I set some goals for the new year - maybe not resolutions. That feels a political word — the parliament of the self in accord — and these goals are fragmented, partial. I broke them into three categories: ontologies of self, archetypes, shadow-throwers in the cave.

  • Mind
  • Body
  • Spirit

There is overlap, in the categories and their children. Exercise is good for the body, but can rejuvenate the spirit and relax the mind. But also: there is no border, with dragons and mythic beasts, or a dark line separating two domains. One cannot point to the edge of the mind and differentiate from the spirit.
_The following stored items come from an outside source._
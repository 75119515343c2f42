use std::collections::HashSet;

use tokio::time::{Duration, Instant};
use tracing::{debug, info};

use pushshare_core::metrics;
use pushshare_core::models::{BusMessage, ConnectionId, InstanceId, PeerIdentity, ProcessId};

use super::view::MembershipView;

/// Role transition produced by an election round
#[derive(Debug, Clone, Copy, PartialEq, Eq)]
pub enum RoleChange {
    Promoted,
    Demoted,
}

/// Side effects requested by a membership handler
///
/// Handlers never perform I/O themselves; the caller publishes `outbound`,
/// reacts to `role_change` and hands `collect` to `remove_instance`.
#[derive(Debug, Default, PartialEq)]
pub struct Outcome {
    pub outbound: Vec<BusMessage>,
    pub role_change: Option<RoleChange>,
    pub collect: Vec<InstanceId>,
}

impl Outcome {
    fn merge(&mut self, other: Self) {
        self.outbound.extend(other.outbound);
        self.collect.extend(other.collect);
        // Successive transitions inside one handler collapse to the last one
        if other.role_change.is_some() {
            self.role_change = match (self.role_change, other.role_change) {
                (Some(RoleChange::Promoted), Some(RoleChange::Demoted))
                | (Some(RoleChange::Demoted), Some(RoleChange::Promoted)) => None,
                (_, change) => change,
            };
        }
    }
}

/// Leader election over the lowest-id rule
///
/// Pure state machine: every method takes the current instant and returns an
/// [`Outcome`] instead of touching the bus.
#[derive(Debug, Clone)]
pub struct Membership {
    view: MembershipView,
    leader: Option<ProcessId>,
    is_leader: bool,
    liveness_timeout: Duration,
}

impl Membership {
    #[must_use]
    pub fn new(me: ProcessId, liveness_timeout: Duration, now: Instant) -> Self {
        Self {
            view: MembershipView::new(me, now),
            leader: None,
            is_leader: false,
            liveness_timeout,
        }
    }

    #[must_use]
    pub const fn me(&self) -> ProcessId {
        self.view.me()
    }

    #[must_use]
    pub const fn view(&self) -> &MembershipView {
        &self.view
    }

    #[must_use]
    pub const fn leader(&self) -> Option<ProcessId> {
        self.leader
    }

    #[must_use]
    pub const fn is_leader(&self) -> bool {
        self.is_leader
    }

    /// Identity this process reports in `ack`, `ping` and `master`
    #[must_use]
    pub fn identity(&self) -> PeerIdentity {
        self.view
            .own()
            .map_or_else(|| PeerIdentity::bare(self.me()), super::view::Peer::identity)
    }

    /// Connection group the current leader streams for
    #[must_use]
    pub fn leader_connection_id(&self) -> Option<ConnectionId> {
        self.leader
            .and_then(|leader| self.view.get(&leader))
            .and_then(|peer| peer.connection_id.clone())
    }

    #[must_use]
    pub fn own_connection_id(&self) -> Option<ConnectionId> {
        self.view.own().and_then(|peer| peer.connection_id.clone())
    }

    #[must_use]
    pub fn own_instance_id(&self) -> Option<InstanceId> {
        self.view.own().and_then(|peer| peer.instance_id.clone())
    }

    #[must_use]
    pub fn known_instance_ids(&self) -> HashSet<InstanceId> {
        self.view.instance_ids()
    }

    pub fn set_registration(&mut self, instance_id: InstanceId, connection_id: ConnectionId) {
        self.view.set_own_registration(Some(instance_id), Some(connection_id));
    }

    pub fn clear_registration(&mut self) {
        self.view.set_own_registration(None, None);
    }

    #[must_use]
    pub fn announce(&self) -> BusMessage {
        BusMessage::New(self.me())
    }

    #[must_use]
    pub fn heartbeat(&self) -> BusMessage {
        BusMessage::Ping(self.identity())
    }

    /// Apply a membership message received from `from`
    ///
    /// `data` and relay lifecycle messages refresh nothing and produce no
    /// outcome; they are the relay's business.
    pub fn handle(&mut self, from: ProcessId, message: &BusMessage, now: Instant) -> Outcome {
        if from == self.me() {
            return Outcome::default();
        }

        match message {
            BusMessage::New(_) => {
                self.view.touch(from, now);
                let mut outcome = Outcome {
                    outbound: vec![BusMessage::Ack(self.identity())],
                    ..Outcome::default()
                };
                outcome.merge(self.elect_leader(now));
                outcome
            }
            BusMessage::Ack(identity) | BusMessage::Ping(identity) => {
                if self.view.record(from, identity, now) {
                    debug!(process_id = %self.me(), peer = %from, "Discovered peer");
                }
                Outcome::default()
            }
            BusMessage::Master(identity) => {
                self.view.record(from, identity, now);
                self.on_master_claim(from, now)
            }
            BusMessage::Data(_) | BusMessage::EventOpen | BusMessage::EventError | BusMessage::EventClose => {
                Outcome::default()
            }
        }
    }

    /// React to a leadership claim from `claimant`
    pub fn on_master_claim(&mut self, claimant: ProcessId, now: Instant) -> Outcome {
        if claimant == self.me() {
            return Outcome::default();
        }
        if self.is_leader {
            // A lower claimant makes us step down, a higher one makes us re-assert
            return self.elect_leader(now);
        }
        if self.leader != Some(claimant) {
            debug!(process_id = %self.me(), leader = %claimant, "Adopted leadership claim");
        }
        self.leader = Some(claimant);
        Outcome::default()
    }

    /// Drop peers past the liveness timeout and re-elect
    pub fn check_liveness(&mut self, now: Instant) -> Outcome {
        let previous_leader = self.leader;
        let leader_connection = self.leader_connection_id();
        let own_connection = self.own_connection_id();

        let removed = self.view.remove_expired(now, self.liveness_timeout);
        let mut outcome = Outcome::default();

        for peer in &removed {
            info!(
                process_id = %self.me(),
                peer = %peer.id,
                instance_id = ?peer.instance_id,
                "Peer timed out, removed from membership"
            );

            let on_leader_connection = Some(peer.id) == previous_leader
                || (peer.connection_id.is_some() && peer.connection_id == leader_connection);
            let shares_connection = self.is_leader
                || (own_connection.is_some() && own_connection == peer.connection_id);

            if on_leader_connection && shares_connection {
                if let Some(instance_id) = &peer.instance_id {
                    outcome.collect.push(instance_id.clone());
                }
            }
        }

        if !removed.is_empty() || self.leader != Some(self.view.lowest()) {
            outcome.merge(self.elect_leader(now));
        }
        metrics::MEMBERSHIP_SIZE
            .with_label_values(&[self.me().to_string()])
            .set(i64::try_from(self.view.len()).unwrap_or(i64::MAX));
        outcome
    }

    /// Adopt the lowest live id as leader, claiming leadership if it is ours
    pub fn elect_leader(&mut self, now: Instant) -> Outcome {
        self.view.touch(self.me(), now);

        let was_leader = self.is_leader;
        let lowest = self.view.lowest();
        let mut outcome = Outcome::default();

        if lowest == self.me() {
            self.is_leader = true;
            self.leader = Some(lowest);
            outcome.outbound.push(BusMessage::Master(self.identity()));
            metrics::ELECTIONS_TOTAL.with_label_values(&["leader"]).inc();
        } else {
            self.is_leader = false;
            self.leader = Some(lowest);
            metrics::ELECTIONS_TOTAL.with_label_values(&["follower"]).inc();
        }

        outcome.role_change = match (was_leader, self.is_leader) {
            (false, true) => Some(RoleChange::Promoted),
            (true, false) => Some(RoleChange::Demoted),
            _ => None,
        };
        if let Some(change) = outcome.role_change {
            info!(
                process_id = %self.me(),
                leader = %lowest,
                members = self.view.len(),
                change = ?change,
                "Leadership changed"
            );
            metrics::IS_LEADER
                .with_label_values(&[self.me().to_string()])
                .set(i64::from(self.is_leader));
        }
        outcome
    }
}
Did you know we have evidence that some animals dream? Similar regions of the brain light up in the sleep of animals and the sleep of people. What does your favored pet dream about? Do orcas dream of fat dolphins and seals or jumping out of the water and swimming through the air? Do wasps dream? Armillaria ostoyae - the fungus in Oregon that covers 2384 acres?1

“Resolution” carries a weight of possible failure - what happens when it fails? What is the Hague for self-crimes? “Goals” imply forward progress over time. At the end of the period - the year, season, life - goals are evaluated and reformulated, if still worth pursuing. Also, some of my goals are negative, successful in not accomplishing a task for a period of time. When one of these goals fails, the clock can be reset and the goal specified to outlast the previous record. Negative resolutions always seem to involve changing the goalposts: “don’t do a warcrime” ends up with riders for cluster munitions and anti-personnel mines and acceptable civilian casualties.

The timing is, believe it or not, happenstance. This is the end of my vacation for 2023 and I felt it important to put in some goals and practices from therapy and other sources when returning home after a period of time away. Refreshed and relaxed, or maybe just out of my routine.

  1. This level of specificity is comforting in a way. There is no possible way that researchers circumnavigated the fungus and traced its edge. It’s an estimate and in the specificity they attempted to control it, “we know you.”

    “Lord, what fools these mortals be.”

    This Amarilla may be as old as 8,000 years - almost as old as modern humans and we claim to know its limits.